スーパーに行くと、どうもパッケージを見ただけで購買意欲のわくお米がなかなかない。
たまに「どこどこ産こしひかり」なんてのが売り出しで出ているけど、
本物以外のこしひかりは、どうも粒が小さくて好きでない。
群馬には地元のお米で「ゴロピカリ」というのがありますが、
どこも光った感じがするわけでもなく、かといってお腹を壊すわけでもなく、
決め手に欠けるので、結局、買うことがない。
そんなこんなで最近落ち着いたのは「秋田こまち」
いろいろ買ってみましたが、なんとなくこれに落ち着きました。
そんな日本のお米事情について
北海道の同業者が紹介していた本
『コメほど汚い世界はない』
宝島社 吾妻博勝
価格 1,300円(本体1,238円+税)
私は新潟の魚沼地方に高校時代住んでいましたが、
あれだけのブランド力がありながらも、農家は生産コストがとても高く、決して豊かであるとはいえない。
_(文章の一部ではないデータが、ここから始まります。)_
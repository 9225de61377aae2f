//! Scheduled removal of expired sessions

use tokio_cron_scheduler::{Job, JobScheduler, JobSchedulerError};
use tracing::{error, info};

use crate::repositories::{SessionRepository, SessionStoreResult};

/// Periodically deletes expired sessions
#[derive(Clone)]
pub struct SessionSweeper {
    sessions: SessionRepository,
}

impl SessionSweeper {
    pub fn new(sessions: SessionRepository) -> Self {
        Self { sessions }
    }

    /// Run one sweep, returning the number of deleted sessions
    pub async fn sweep(&self) -> SessionStoreResult<u64> {
        let deleted = self.sessions.delete_expired().await?;
        info!(deleted, "Expired session sweep finished");
        Ok(deleted)
    }

    /// Start the sweep on a cron schedule (with seconds field)
    ///
    /// The returned scheduler must be kept alive for the job to keep running.
    pub async fn start(&self, schedule: &str) -> Result<JobScheduler, JobSchedulerError> {
        let sweeper = self.clone();

        let scheduler = JobScheduler::new().await?;

        let job = Job::new_async(schedule, move |_, _| {
            let sweeper = sweeper.clone();
            Box::pin(async move {
                if let Err(e) = sweeper.sweep().await {
                    error!("Failed to sweep expired sessions: {}", e);
                }
            })
        })?;

        scheduler.add(job).await?;
        scheduler.start().await?;

        info!("Started session sweep scheduler with schedule: {}", schedule);
        Ok(scheduler)
    }
}

#[cfg(test)]
mod tests {
    use super::*;
    use crate::models::{NewSession, SessionMetadata};
    use common::database::init_memory_pool;

    #[tokio::test]
    async fn test_sweep_removes_only_expired_sessions() {
        let sessions = SessionRepository::new(init_memory_pool().await.unwrap());
        for (id, ttl) in [("live", 24), ("expired", -2)] {
            sessions
                .create(&NewSession {
                    session_id: id.to_string(),
                    token: String::new(),
                    metadata: SessionMetadata {
                        profile_id: id.to_string(),
                        client_ip: None,
                    },
                    ttl_hours: ttl,
                })
                .await
                .unwrap();
        }

        let sweeper = SessionSweeper::new(sessions.clone());
        assert_eq!(sweeper.sweep().await.unwrap(), 1);
        assert!(sessions.get("live").await.unwrap().is_some());
        assert!(sessions.get("expired").await.unwrap().is_none());
    }

    #[tokio::test]
    async fn test_invalid_schedule_is_rejected() {
        let sessions = SessionRepository::new(init_memory_pool().await.unwrap());
        let sweeper = SessionSweeper::new(sessions);
        assert!(sweeper.start("not a schedule").await.is_err());
    }
}
//! Screenshot file storage

use serde::Deserialize;
use std::io;
use std::path::{Path, PathBuf};
use tracing::debug;

const DEFAULT_EXTENSION: &str = "jpg";

/// Image storage configuration
#[derive(Debug, Clone, Deserialize)]
pub struct StorageConfig {
    /// Directory uploaded images are written to
    #[serde(default = "default_upload_path")]
    pub upload_path: String,
    /// Largest accepted upload in bytes
    #[serde(default = "default_max_bytes")]
    pub max_bytes: usize,
}

fn default_upload_path() -> String {
    "./data/uploads".to_string()
}

fn default_max_bytes() -> usize {
    10 * 1024 * 1024
}

impl StorageConfig {
    /// Create a new StorageConfig from environment variables
    ///
    /// # Environment Variables
    /// - `IMAGE_UPLOAD_PATH`: Upload directory (default: ./data/uploads)
    /// - `IMAGE_MAX_BYTES`: Upload size limit (default: 10 MiB)
    pub fn from_env() -> Result<Self, common::config::ConfigError> {
        common::config::from_env("IMAGE")
    }
}

/// Writes uploaded images to a directory, one file per image id
#[derive(Debug, Clone)]
pub struct ImageStorage {
    root: PathBuf,
}

impl ImageStorage {
    pub fn new(root: impl Into<PathBuf>) -> Self {
        Self { root: root.into() }
    }

    /// Location for an image, keeping the extension of the uploaded name
    pub fn path_for(&self, image_id: &str, original_filename: &str) -> PathBuf {
        let extension = Path::new(original_filename)
            .extension()
            .and_then(|ext| ext.to_str())
            .filter(|ext| !ext.is_empty())
            .unwrap_or(DEFAULT_EXTENSION)
            .to_ascii_lowercase();

        self.root.join(format!("{}.{}", image_id, extension))
    }

    /// Write an image, creating the directory when needed
    pub async fn save(
        &self,
        image_id: &str,
        original_filename: &str,
        bytes: &[u8],
    ) -> io::Result<PathBuf> {
        tokio::fs::create_dir_all(&self.root).await?;

        let path = self.path_for(image_id, original_filename);
        tokio::fs::write(&path, bytes).await?;

        debug!("Stored {} bytes at {}", bytes.len(), path.display());
        Ok(path)
    }

    /// Read a stored image, `None` when the file is gone
    pub async fn read(&self, path: impl AsRef<Path>) -> io::Result<Option<Vec<u8>>> {
        match tokio::fs::read(path).await {
            Ok(bytes) => Ok(Some(bytes)),
            Err(e) if e.kind() == io::ErrorKind::NotFound => Ok(None),
            Err(e) => Err(e),
        }
    }
}

/// MIME type for an image path, by extension
pub fn mime_type(path: &Path) -> &'static str {
    let extension = path
        .extension()
        .and_then(|ext| ext.to_str())
        .map(str::to_ascii_lowercase);

    match extension.as_deref() {
        Some("png") => "image/png",
        Some("webp") => "image/webp",
        Some("gif") => "image/gif",
        Some("heic") => "image/heic",
        Some("heif") => "image/heif",
        _ => "image/jpeg",
    }
}
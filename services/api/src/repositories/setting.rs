//! Settings repository for database operations

use chrono::Utc;
use common::database::{from_timestamp, to_timestamp};
use common::error::{DatabaseError, DatabaseResult};
use serde_json::Value;
use sqlx::{Row, SqlitePool};

use crate::models::Setting;

/// Settings repository for database operations
#[derive(Clone)]
pub struct SettingsRepository {
    pool: SqlitePool,
}

impl SettingsRepository {
    /// Create a new settings repository
    pub fn new(pool: SqlitePool) -> Self {
        Self { pool }
    }

    /// Get a setting by id
    pub async fn get(&self, id: &str) -> DatabaseResult<Option<Setting>> {
        let row = sqlx::query(
            r#"
            SELECT id, setting_value, metadata, created_at, updated_at
            FROM settings
            WHERE id = ?
            "#,
        )
        .bind(id)
        .fetch_optional(&self.pool)
        .await
        .map_err(DatabaseError::from_query)?;

        match row {
            Some(row) => {
                let metadata: String = row.get("metadata");
                Ok(Some(Setting {
                    id: row.get("id"),
                    setting_value: row.get("setting_value"),
                    metadata: serde_json::from_str(&metadata).map_err(DatabaseError::decode)?,
                    created_at: from_timestamp(row.get("created_at"))?,
                    updated_at: from_timestamp(row.get("updated_at"))?,
                }))
            }
            None => Ok(None),
        }
    }

    /// Get only the value of a setting
    pub async fn get_value(&self, id: &str) -> DatabaseResult<Option<String>> {
        sqlx::query_scalar("SELECT setting_value FROM settings WHERE id = ?")
            .bind(id)
            .fetch_optional(&self.pool)
            .await
            .map_err(DatabaseError::from_query)
    }

    /// Insert a setting only if the id is free
    ///
    /// Returns whether the setting was inserted.
    pub async fn create_if_absent(
        &self,
        id: &str,
        value: &str,
        metadata: &Value,
    ) -> DatabaseResult<bool> {
        let now = to_timestamp(Utc::now());

        let result = sqlx::query(
            r#"
            INSERT INTO settings (id, setting_value, metadata, created_at, updated_at)
            VALUES (?, ?, ?, ?, ?)
            ON CONFLICT (id) DO NOTHING
            "#,
        )
        .bind(id)
        .bind(value)
        .bind(metadata.to_string())
        .bind(now)
        .bind(now)
        .execute(&self.pool)
        .await
        .map_err(DatabaseError::from_query)?;

        Ok(result.rows_affected() > 0)
    }

    /// Replace the value of an existing setting
    ///
    /// Returns false when no setting has this id.
    pub async fn update_value(&self, id: &str, value: &str) -> DatabaseResult<bool> {
        let result =
            sqlx::query("UPDATE settings SET setting_value = ?, updated_at = ? WHERE id = ?")
                .bind(value)
                .bind(to_timestamp(Utc::now()))
                .bind(id)
                .execute(&self.pool)
                .await
                .map_err(DatabaseError::from_query)?;

        Ok(result.rows_affected() > 0)
    }
}
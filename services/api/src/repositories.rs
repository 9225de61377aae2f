//! Repositories for database operations

pub mod image;
pub mod reference;
pub mod request;
pub mod setting;
pub mod video;

pub use image::ImageRepository;
pub use reference::ReferenceRepository;
pub use request::RequestRepository;
pub use setting::SettingsRepository;
pub use video::VideoRepository;

use common::error::{DatabaseError, DatabaseResult};
use serde_json::{Map, Value};

/// Decode a JSON object column
fn json_object(raw: &str) -> DatabaseResult<Map<String, Value>> {
    serde_json::from_str(raw).map_err(DatabaseError::decode)
}
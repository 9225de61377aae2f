//! Uploaded screenshot models

use chrono::{DateTime, Utc};
use serde::{Deserialize, Serialize};

/// Stored image record
#[derive(Debug, Clone, Serialize, Deserialize)]
pub struct Image {
    pub image_id: String,
    pub video_id: String,
    /// Location of the file on disk
    pub file_path: String,
    pub original_filename: String,
    pub file_size: i64,
    pub created_at: DateTime<Utc>,
}

/// New image record
#[derive(Debug, Clone)]
pub struct NewImage {
    pub image_id: String,
    pub video_id: String,
    pub file_path: String,
    pub original_filename: String,
    pub file_size: i64,
}

/// Response for an image upload
#[derive(Debug, Serialize)]
#[serde(rename_all = "camelCase")]
pub struct UploadResponse {
    pub success: bool,
    pub image_id: String,
    pub filename: String,
    pub size: i64,
}
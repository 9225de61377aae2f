//! Google Custom Search client

use async_trait::async_trait;
use reqwest::Client;
use serde::Deserialize;
use std::time::Duration;
use thiserror::Error;

const USER_AGENT: &str = "DocentAI/1.0";
const API_KEY_HEADER: &str = "x-goog-api-key";

/// Search service configuration
#[derive(Debug, Clone, Deserialize)]
pub struct SearchConfig {
    #[serde(default)]
    pub api_key: String,
    /// Programmable search engine id (`cx`)
    #[serde(default)]
    pub engine_id: String,
    #[serde(default = "default_api_url")]
    pub api_url: String,
    /// Results per query, 1 to 10
    #[serde(default = "default_num_results")]
    pub num_results: u8,
    #[serde(default = "default_timeout_seconds")]
    pub timeout_seconds: u64,
}

fn default_api_url() -> String {
    "https://www.googleapis.com/customsearch/v1".to_string()
}

fn default_num_results() -> u8 {
    1
}

fn default_timeout_seconds() -> u64 {
    10
}

impl SearchConfig {
    /// Create a new SearchConfig from environment variables
    ///
    /// # Environment Variables
    /// - `GOOGLE_SEARCH_API_KEY`, `GOOGLE_SEARCH_ENGINE_ID`: credentials
    /// - `GOOGLE_SEARCH_API_URL`: endpoint
    /// - `GOOGLE_SEARCH_NUM_RESULTS`: results per query (default: 1)
    /// - `GOOGLE_SEARCH_TIMEOUT_SECONDS`: request timeout (default: 10)
    pub fn from_env() -> Result<Self, common::config::ConfigError> {
        common::config::from_env("GOOGLE_SEARCH")
    }
}

/// Search errors
#[derive(Error, Debug)]
pub enum SearchError {
    #[error("Search request timed out")]
    Timeout,

    #[error("HTTP request failed: {0}")]
    Http(#[source] reqwest::Error),

    #[error("API error ({code}): {message}")]
    Api { code: u16, message: String },

    #[error("Missing search API key or engine id")]
    MissingCredentials,
}

impl From<reqwest::Error> for SearchError {
    fn from(error: reqwest::Error) -> Self {
        if error.is_timeout() {
            SearchError::Timeout
        } else {
            SearchError::Http(error.without_url())
        }
    }
}

/// One search result
#[derive(Debug, Clone, PartialEq, Eq, Deserialize)]
pub struct SearchItem {
    #[serde(default)]
    pub title: String,
    #[serde(default)]
    pub link: String,
    #[serde(default)]
    pub snippet: String,
}

/// Web search port
#[async_trait]
pub trait SearchClient: Send + Sync {
    async fn search(&self, query: &str) -> Result<Vec<SearchItem>, SearchError>;
}

#[derive(Debug, Deserialize)]
struct SearchResponse {
    #[serde(default)]
    items: Vec<SearchItem>,
}

#[derive(Debug, Deserialize)]
struct SearchErrorResponse {
    error: Option<SearchErrorDetail>,
}

#[derive(Debug, Deserialize)]
struct SearchErrorDetail {
    code: u16,
    message: String,
}

/// Custom Search JSON API client
#[derive(Debug, Clone)]
pub struct CustomSearchClient {
    client: Client,
    config: SearchConfig,
}

impl CustomSearchClient {
    pub fn new(config: SearchConfig) -> Result<Self, SearchError> {
        if config.api_key.trim().is_empty() || config.engine_id.trim().is_empty() {
            return Err(SearchError::MissingCredentials);
        }

        let client = Client::builder()
            .timeout(Duration::from_secs(config.timeout_seconds))
            .user_agent(USER_AGENT)
            .build()?;

        Ok(Self { client, config })
    }

    fn num_results(&self) -> u8 {
        self.config.num_results.clamp(1, 10)
    }
}

#[async_trait]
impl SearchClient for CustomSearchClient {
    async fn search(&self, query: &str) -> Result<Vec<SearchItem>, SearchError> {
        let num = self.num_results().to_string();

        let response = self
            .client
            .get(&self.config.api_url)
            .header(API_KEY_HEADER, &self.config.api_key)
            .query(&[
                ("cx", self.config.engine_id.as_str()),
                ("q", query),
                ("num", num.as_str()),
            ])
            .send()
            .await?;
        let status = response.status();

        if !status.is_success() {
            let error_body = response.text().await.unwrap_or_default();
            let (code, message) = serde_json::from_str::<SearchErrorResponse>(&error_body)
                .ok()
                .and_then(|e| e.error)
                .map(|e| (e.code, e.message))
                .unwrap_or((status.as_u16(), error_body));

            tracing::error!(code = code, message = %message, "Custom search API error");
            return Err(SearchError::Api { code, message });
        }

        let payload: SearchResponse = response.json().await?;
        Ok(payload.items)
    }
}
ひたすら流通業者だけが、様々な混合方法などで儲けている。
これはお酒なども共通していることですが、いいものは量販ルートに乗ったらもうダメ。
直接、生産者からその季節に買うようでないと、ほんとうのおいしいものは手に入らない。
だからこそ、有名ブランドよりも、地元の搗きたての方がうまい。
仕方なしではあるけど、不思議と比較的安心して食べられるのが「あきたこまち」
その「こまち」は、もちろん小野小町からきているのだけれども、
小野小町ほど歴史のほんとうの実像がわかっていない有名人もいない。
とにかく才能ある美人であったということしかわかっていない。
つまり、「あきたこまち」も、その実態はなにを食わされているかはわからない、といったことろだろうか。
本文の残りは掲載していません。